» **EXERCISE DETAILS**
From the listing below, count the lines where the string "bool" occurs. Give the number, with no other words.

==== INFORMATION SHOWN ====

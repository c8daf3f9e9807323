//! Build script for wikara-web
//!
//! Captures build identification for the startup log and /api/buildinfo:
//! - Git commit hash (short form)
//! - Build timestamp
//! - Build profile (debug/release)

use std::process::Command;

fn main() {
    let git_hash = Command::new("git")
        .args(["rev-parse", "--short=8", "HEAD"])
        .output()
        .ok()
        .filter(|output| output.status.success())
        .and_then(|output| String::from_utf8(output.stdout).ok())
        .map(|s| s.trim().to_string())
        .filter(|s| !s.is_empty())
        .unwrap_or_else(|| "unknown".to_string());

    let build_timestamp = chrono::Utc::now().to_rfc3339_opts(chrono::SecondsFormat::Secs, true);
    let profile = std::env::var("PROFILE").unwrap_or_else(|_| "unknown".to_string());

    println!("cargo:rustc-env=GIT_HASH={}", git_hash);
    println!("cargo:rustc-env=BUILD_TIMESTAMP={}", build_timestamp);
    println!("cargo:rustc-env=BUILD_PROFILE={}", profile);

    // No rerun-if-changed: rerun every build so hash and timestamp stay current
}
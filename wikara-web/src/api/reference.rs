//! Reference hierarchy and respondent-name options
//!
//! The form uses these to fill its cascading selects and the name picker.

use axum::{
    extract::{Query, State},
    Json,
};
use serde::Deserialize;
use wikara_common::hierarchy::Region;
use wikara_common::names::filter_names;

use crate::{ApiResult, AppState};

/// GET /api/reference
pub async fn get_reference(State(state): State<AppState>) -> ApiResult<Json<Vec<Region>>> {
    let regions = state.reference.load().await?;
    Ok(Json(regions))
}

#[derive(Debug, Deserialize)]
pub struct NamesQuery {
    #[serde(default)]
    pub q: String,
}

/// GET /api/names?q=
pub async fn get_names(
    State(state): State<AppState>,
    Query(query): Query<NamesQuery>,
) -> Json<Vec<String>> {
    let names = filter_names(&state.names, &query.q)
        .into_iter()
        .map(str::to_string)
        .collect();
    Json(names)
}
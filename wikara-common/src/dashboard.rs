//! Dashboard load pipeline and view state
//!
//! Loading fetches the submission export and the reference hierarchy
//! together and joins them. Both fetches succeed or the whole load fails;
//! a failed load leaves the dashboard usable with no data.
//!
//! [`DashboardState`] owns everything the dashboard screen shows and only
//! changes through its transition methods.

use serde::Serialize;
use tracing::{error, info, warn};

use crate::aggregate::{chart_series, selected_region, table_rows, ChartEntry, Grouping, TableRow};
use crate::join::{join, JoinedHierarchy};
use crate::pagination::{calculate_pagination, page_buttons, PageButton, PAGE_SIZE};
use crate::reference::ReferenceSource;
use crate::sheets::SheetStore;
use crate::Result;

/// Fetch both sources concurrently and join them
pub async fn load_joined(
    store: &dyn SheetStore,
    reference: &dyn ReferenceSource,
) -> Result<JoinedHierarchy> {
    let (export, regions) = tokio::try_join!(store.fetch_export(), reference.load())?;

    let joined = join(&regions, &export);
    if !joined.duplicate_ids.is_empty() {
        warn!(
            count = joined.duplicate_ids.len(),
            ids = ?joined.duplicate_ids,
            "Export contains duplicate sub-unit ids; the last row for each id was used"
        );
    }
    info!(
        regions = joined.regions.len(),
        sub_units = joined.sub_unit_count(),
        matched = joined.matched_count(),
        "Dashboard data joined"
    );

    Ok(joined)
}

/// Where the dashboard data stands
#[derive(Debug, Clone, PartialEq)]
pub enum LoadState {
    /// Fetch not settled yet
    Loading,
    /// Data joined and available
    Ready(JoinedHierarchy),
    /// Load failed; the dashboard shows an empty data set
    Unavailable,
}

/// Status tag reported to the page
#[derive(Debug, Clone, Copy, PartialEq, Eq, Serialize)]
#[serde(rename_all = "snake_case")]
pub enum ViewStatus {
    Loading,
    Ready,
    Unavailable,
}

#[derive(Debug, Clone, PartialEq, Eq, Serialize)]
pub struct RegionOption {
    pub id: String,
    pub name: String,
}

/// Everything the dashboard screen renders
#[derive(Debug, Clone, PartialEq, Serialize)]
pub struct DashboardView {
    pub status: ViewStatus,
    pub selected_region: Option<String>,
    pub regions: Vec<RegionOption>,
    pub grouping: Grouping,
    pub chart: Vec<ChartEntry>,
    pub rows: Vec<TableRow>,
    pub page: usize,
    pub total_pages: usize,
    pub total_rows: usize,
    pub page_size: usize,
    pub has_previous: bool,
    pub has_next: bool,
    pub page_buttons: Vec<PageButton>,
    pub duplicate_ids: Vec<String>,
}

/// Dashboard screen state
#[derive(Debug, Clone, PartialEq)]
pub struct DashboardState {
    load: LoadState,
    region: Option<String>,
    page: usize,
}

impl Default for DashboardState {
    fn default() -> Self {
        Self::new()
    }
}

impl DashboardState {
    /// Fresh state: loading, no filter, first page
    pub fn new() -> Self {
        Self {
            load: LoadState::Loading,
            region: None,
            page: 1,
        }
    }

    pub fn load_state(&self) -> &LoadState {
        &self.load
    }

    pub fn is_loading(&self) -> bool {
        self.load == LoadState::Loading
    }

    pub fn selected_region(&self) -> Option<&str> {
        self.region.as_deref()
    }

    pub fn page(&self) -> usize {
        self.page
    }

    /// Leave `Loading` with the outcome of a load
    pub fn finish_load(&mut self, result: Result<JoinedHierarchy>) {
        self.load = match result {
            Ok(joined) => LoadState::Ready(joined),
            Err(e) => {
                error!("Failed to load dashboard data: {}", e);
                LoadState::Unavailable
            }
        };
    }

    /// Change the region filter; empty means all regions
    ///
    /// Always returns to the first page.
    pub fn select_region(&mut self, region: Option<&str>) {
        self.region = selected_region(region).map(str::to_string);
        self.page = 1;
    }

    /// Jump to a page, clamped to the available range
    pub fn go_to_page(&mut self, page: usize) {
        let total_rows = self.rows().len();
        self.page = calculate_pagination(total_rows, page).page;
    }

    pub fn next_page(&mut self) {
        self.go_to_page(self.page + 1);
    }

    pub fn previous_page(&mut self) {
        self.go_to_page(self.page.saturating_sub(1));
    }

    fn joined(&self) -> Option<&JoinedHierarchy> {
        match &self.load {
            LoadState::Ready(joined) => Some(joined),
            LoadState::Loading | LoadState::Unavailable => None,
        }
    }

    fn rows(&self) -> Vec<TableRow> {
        self.joined()
            .map(|j| table_rows(j, self.selected_region()))
            .unwrap_or_default()
    }

    /// Compute the current view
    pub fn view(&self) -> DashboardView {
        let status = match self.load {
            LoadState::Loading => ViewStatus::Loading,
            LoadState::Ready(_) => ViewStatus::Ready,
            LoadState::Unavailable => ViewStatus::Unavailable,
        };

        let (grouping, chart) = match self.joined() {
            Some(joined) => chart_series(joined, self.selected_region()),
            None if self.region.is_some() => (Grouping::SubRegion, Vec::new()),
            None => (Grouping::Region, Vec::new()),
        };

        let rows = self.rows();
        let pagination = calculate_pagination(rows.len(), self.page);

        DashboardView {
            status,
            selected_region: self.region.clone(),
            regions: self
                .joined()
                .map(|j| {
                    j.regions
                        .iter()
                        .map(|r| RegionOption {
                            id: r.id.clone(),
                            name: r.name.clone(),
                        })
                        .collect()
                })
                .unwrap_or_default(),
            grouping,
            chart,
            page: pagination.page,
            total_pages: pagination.total_pages,
            total_rows: rows.len(),
            page_size: PAGE_SIZE,
            has_previous: pagination.has_previous(),
            has_next: pagination.has_next(),
            page_buttons: page_buttons(pagination.page, pagination.total_pages),
            duplicate_ids: self
                .joined()
                .map(|j| j.duplicate_ids.clone())
                .unwrap_or_default(),
            rows: pagination.slice(&rows).to_vec(),
        }
    }
}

====

» **EXERCISE RESULT**
3